Mohammad Naveed (born 3 June 1987) is a cricketer who played for the United Arab Emirates national cricket team. He made his One Day International (ODI) debut for the United Arab Emirates against Afghanistan on 2 May 2014. He made his Twenty20 International (T20I) debut against Scotland in the 2015 ICC World Twenty20 Qualifier tournament on 9 July 2015. In January 2019, he captained the UAE for the first time in an ODI, in their home series against Nepal. In March 2021, Naveed was found guilty of corruption and banned from all cricket for eight years.

Career
In January 2018, he was named in the United Arab Emirates' squad for the 2018 ICC World Cricket League Division Two tournament.

On 4 March 2018, in the United Arab Emirates' match against Papua New Guinea in the 2018 Cricket World Cup Qualifier, he took his first five-wicket haul in an ODI. The United Arab Emirates won the match by 56 runs, and Naveed was named the man of the match. On 22 March 2018, in the United Arab Emirates' final match of the Cricket World Cup Qualifier, against Zimbabwe, Naveed took three wickets for 40 runs, and he was again named the man of the match. On 3 June 2018, he was selected to play for the Toronto Nationals in the players' draft for the inaugural edition of the Global T20 Canada tournament.

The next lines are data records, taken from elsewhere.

//! DataCite MDS client implementation.
//!
//! # Module Organization
//!
//! ```text
//! client/
//! ├── fetch - DoiClient and the four MDS operations
//! └── utils - Basic-Auth header and response log formatting
//! ```
//!
//! # Key Types
//!
//! | Type | Description |
//! |------|-------------|
//! | [`DoiClient`] | Authenticated client for one MDS account |
//!
//! # Examples
//!
//! ```ignore
//! use datacite_mds_client::client::DoiClient;
//! use datacite_mds_client::config::ClientConfig;
//!
//! let config = ClientConfig::new("doe", "secret", "https://mds.test.datacite.org");
//! let client = DoiClient::new(config, None)?;
//!
//! client.register_doi("10.5072/opustest-999", xml, "https://example.org/999").await?;
//! assert!(client.check_doi("10.5072/opustest-999", "https://example.org/999").await?);
//! ```

mod fetch;
mod utils;

pub use fetch::DoiClient;
pub use utils::*;
//! Error types and result handling for the DOI client.
//!
//! The taxonomy is intentionally coarse:
//!
//! | Variant | Raised by | Meaning |
//! |---------|-----------|---------|
//! | [`DoiError::Configuration`] | construction | required settings are missing or empty |
//! | [`DoiError::Registration`] | every operation except `check_doi` | MDS answered with an unexpected status |
//! | [`DoiError::Transport`] | every operation | the HTTP exchange itself failed |

use crate::protocol::MdsOperation;
use thiserror::Error;

/// Result type alias for DOI client operations.
pub type Result<T> = std::result::Result<T, DoiError>;

/// Message used when the client cannot be built from the supplied settings.
pub const MISSING_SETTINGS_MESSAGE: &str =
    "missing configuration settings to properly initialize DOI client";

/// Errors that can occur while talking to the DataCite Metadata Store.
#[derive(Error, Debug)]
pub enum DoiError {
    /// Username, password or service URL is missing or empty.
    #[error("{0}")]
    Configuration(String),

    /// The service answered with a status code other than the expected one.
    #[error("unexpected DataCite MDS response code {status}")]
    Registration {
        /// The call that received the response.
        operation: MdsOperation,
        /// Observed HTTP status code.
        status: u16,
    },

    /// The request could not be sent or the response could not be read.
    #[error("HTTP transport error: {0}")]
    Transport(#[source] reqwest::Error),
}

impl DoiError {
    /// Build the construction error raised for incomplete settings.
    pub fn missing_settings() -> Self {
        DoiError::Configuration(MISSING_SETTINGS_MESSAGE.to_string())
    }

    /// Status code observed by a failed registration call, if any.
    pub fn status(&self) -> Option<u16> {
        match self {
            DoiError::Registration { status, .. } => Some(*status),
            DoiError::Transport(e) => e.status().map(|s| s.as_u16()),
            DoiError::Configuration(_) => None,
        }
    }

    /// Check if this error was raised while building the client
    pub fn is_configuration(&self) -> bool {
        matches!(self, DoiError::Configuration(_))
    }

    /// Check if the service answered with an unexpected status
    pub fn is_registration(&self) -> bool {
        matches!(self, DoiError::Registration { .. })
    }

    /// Check if the HTTP exchange itself failed
    pub fn is_transport(&self) -> bool {
        matches!(self, DoiError::Transport(_))
    }

    /// Documented meaning of the status code for the failed call.
    ///
    /// The error kind stays the same for every unexpected status; this only
    /// helps a caller decide what to do next (e.g. `412` on minting means the
    /// metadata was never uploaded).
    pub fn hint(&self) -> Option<&'static str> {
        match self {
            DoiError::Registration { operation, status } => operation.status_hint(*status),
            _ => None,
        }
    }
}

impl From<reqwest::Error> for DoiError {
    fn from(err: reqwest::Error) -> Self {
        DoiError::Transport(err)
    }
}

#[cfg(test)]
mod tests {
    use super::*;

    #[test]
    fn test_missing_settings_message() {
        let err = DoiError::missing_settings();
        assert!(err.is_configuration());
        assert_eq!(
            err.to_string(),
            "missing configuration settings to properly initialize DOI client"
        );
        assert_eq!(err.status(), None);
    }

    #[test]
    fn test_registration_message_carries_status() {
        let err = DoiError::Registration {
            operation: MdsOperation::UploadMetadata,
            status: 415,
        };
        assert!(err.is_registration());
        assert!(!err.is_transport());
        assert_eq!(err.to_string(), "unexpected DataCite MDS response code 415");
        assert_eq!(err.status(), Some(415));
    }

    #[test]
    fn test_hint_for_precondition_failure() {
        let err = DoiError::Registration {
            operation: MdsOperation::MintDoi,
            status: 412,
        };
        assert_eq!(err.hint(), Some("metadata must be uploaded first"));
        assert_eq!(DoiError::missing_settings().hint(), None);
    }
}
#![doc = include_str!("../README.md")]
#![warn(missing_docs)]

//! # DataCite MDS client
//!
//! Registers and manages Digital Object Identifiers (DOIs) through the DataCite
//! Metadata Store (MDS) HTTP API.
//!
//! ## Operations
//!
//! | Method | Requests | Success |
//! |--------|----------|---------|
//! | [`DoiClient::register_doi`] | `POST /metadata`, then `PUT /doi/{doi}` | `201`, `201` |
//! | [`DoiClient::check_doi`] | `GET /doi/{doi}` | `200` and body equals the URL |
//! | [`DoiClient::update_url_for_doi`] | `PUT /doi/{doi}` | `201` |
//! | [`DoiClient::delete_metadata_for_doi`] | `DELETE /metadata/{doi}` | `200` |
//!
//! Every request carries HTTP Basic Auth. Unexpected statuses become
//! [`DoiError::Registration`], except for `check_doi`, which answers `false`.
//! Nothing is retried.
//!
//! Registration and URL updates take 24 to 72 hours to propagate through the
//! handle system. The client does not wait for that.
//!
//! ## Usage
//!
//! ```ignore
//! use datacite_mds_client::{DoiClient, Settings, TracingLogger};
//! use std::sync::Arc;
//!
//! #[tokio::main]
//! async fn main() -> Result<(), Box<dyn std::error::Error>> {
//!     let settings = Settings::from_json_str(r#"{"doi": {"registration": {"datacite": {
//!         "username": "DEMO.ACCOUNT", "password": "secret",
//!         "serviceUrl": "https://mds.test.datacite.org"
//!     }}}}"#)?;
//!     let client = DoiClient::create(&settings, Some(Arc::new(TracingLogger)))?;
//!
//!     client.register_doi("10.5072/opustest-999", &xml, "https://example.org/999").await?;
//!     client.update_url_for_doi("10.5072/opustest-999", "https://example.org/new/999").await?;
//!     let resolves = client.check_doi("10.5072/opustest-999", "https://example.org/new/999").await?;
//!     Ok(())
//! }
//! ```
//!
//! ## Module Structure
//!
//! - **[client]** - [`DoiClient`] and request helpers
//! - **[config]** - nested settings tree and validated [`ClientConfig`]
//! - **[error]** - [`DoiError`] and result handling
//! - **[logger]** - optional leveled logging ([`NoopLogger`], [`TracingLogger`])
//! - **[protocol]** - MDS endpoints, content types and status meanings
//! - **[types]** - [`MdsResponse`]

pub mod client;
pub mod config;
pub mod error;
pub mod logger;
pub mod protocol;
pub mod types;

pub use client::DoiClient;
pub use config::{ClientConfig, Settings};
pub use error::{DoiError, Result};
pub use logger::{DoiLogger, LogLevel, NoopLogger, TracingLogger};
pub use protocol::MdsOperation;
pub use types::MdsResponse;
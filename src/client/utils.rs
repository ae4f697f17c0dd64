//! Helpers shared by the client operations.
//!
//! - Building the Basic-Auth header once per client
//! - Rendering the diagnostic lines logged for every response

use crate::error::{DoiError, Result};
use crate::protocol::MdsOperation;
use crate::types::MdsResponse;
use base64::engine::general_purpose::STANDARD;
use base64::Engine;
use reqwest::header::HeaderValue;

/// Build the `Authorization: Basic ...` header value for the given credentials.
///
/// The value is marked sensitive so it never shows up in `Debug` output of the
/// request.
///
/// # Examples
///
/// ```
/// use datacite_mds_client::client::basic_auth_header;
///
/// let header = basic_auth_header("doe", "secret").unwrap();
/// assert_eq!(header.to_str().unwrap(), "Basic ZG9lOnNlY3JldA==");
/// ```
pub fn basic_auth_header(username: &str, password: &str) -> Result<HeaderValue> {
    let credentials = STANDARD.encode(format!("{}:{}", username, password));
    let mut value = HeaderValue::from_str(&format!("Basic {}", credentials))
        .map_err(|_| DoiError::Configuration("invalid DataCite credentials".to_string()))?;
    value.set_sensitive(true);
    Ok(value)
}

/// Debug lines logged for a response, in the order they are emitted.
///
/// `expected_body` is only used by the DOI check, whose body is compared
/// against a landing page URL.
pub fn response_log_lines(
    operation: MdsOperation,
    response: &MdsResponse,
    expected_body: Option<&str>,
) -> Vec<String> {
    let mut lines = vec![format!(
        "DataCite response status code (expected {}): {}",
        operation.expected_status(),
        response.status
    )];

    match (operation, expected_body) {
        (MdsOperation::DeleteMetadata, _) => {}
        (_, Some(expected)) => lines.push(format!(
            "DataCite response body (expected {}): {}",
            expected,
            response.body_text()
        )),
        (_, None) => lines.push(format!(
            "DataCite response body: {}",
            response.body_text()
        )),
    }

    lines
}

#[cfg(test)]
mod tests {
    use super::*;

    #[test]
    fn test_basic_auth_header() {
        let header = basic_auth_header("doe", "secret").unwrap();
        assert_eq!(header.to_str().unwrap(), "Basic ZG9lOnNlY3JldA==");
        assert!(header.is_sensitive());
    }

    #[test]
    fn test_log_lines_for_registration() {
        let response = MdsResponse::new(201, "OK");
        let lines = response_log_lines(MdsOperation::UploadMetadata, &response, None);
        assert_eq!(
            lines,
            vec![
                "DataCite response status code (expected 201): 201".to_string(),
                "DataCite response body: OK".to_string(),
            ]
        );
    }

    #[test]
    fn test_log_lines_for_check() {
        let response = MdsResponse::new(404, "DOI not found");
        let lines =
            response_log_lines(MdsOperation::CheckDoi, &response, Some("http://example.org/1"));
        assert_eq!(lines[0], "DataCite response status code (expected 200): 404");
        assert_eq!(
            lines[1],
            "DataCite response body (expected http://example.org/1): DOI not found"
        );
    }

    #[test]
    fn test_log_lines_for_delete_skip_body() {
        let response = MdsResponse::new(200, "OK");
        let lines = response_log_lines(MdsOperation::DeleteMetadata, &response, None);
        assert_eq!(lines, vec!["DataCite response status code (expected 200): 200".to_string()]);
    }

    #[test]
    fn test_log_lines_for_undecodable_body() {
        let response = MdsResponse::new(200, b"http://example.org/caf\xE9".to_vec());
        let lines = response_log_lines(MdsOperation::CheckDoi, &response, Some("x"));
        assert_eq!(lines[1], "DataCite response body (expected x): http://example.org/caf\u{FFFD}");
    }
}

In August 2018, he was named in the United Arab Emirates' squad for the 2018 Asia Cup Qualifier tournament. In September 2018, he was named in Kandahar's squad in the first edition of the Afghanistan Premier League tournament.

In December 2018, he was named in the United Arab Emirates' team for the 2018 ACC Emerging Teams Asia Cup.

In January 2019, he was named as the captain of the United Arab Emirates' ODI squad for their series against Nepal. This was after the UAE's regular captain, Rohan Mustafa, was suspended by the Emirates Cricket Board (ECB) for breaching the ECB's Player's Code of Conduct, with Naveed named as captain in his place.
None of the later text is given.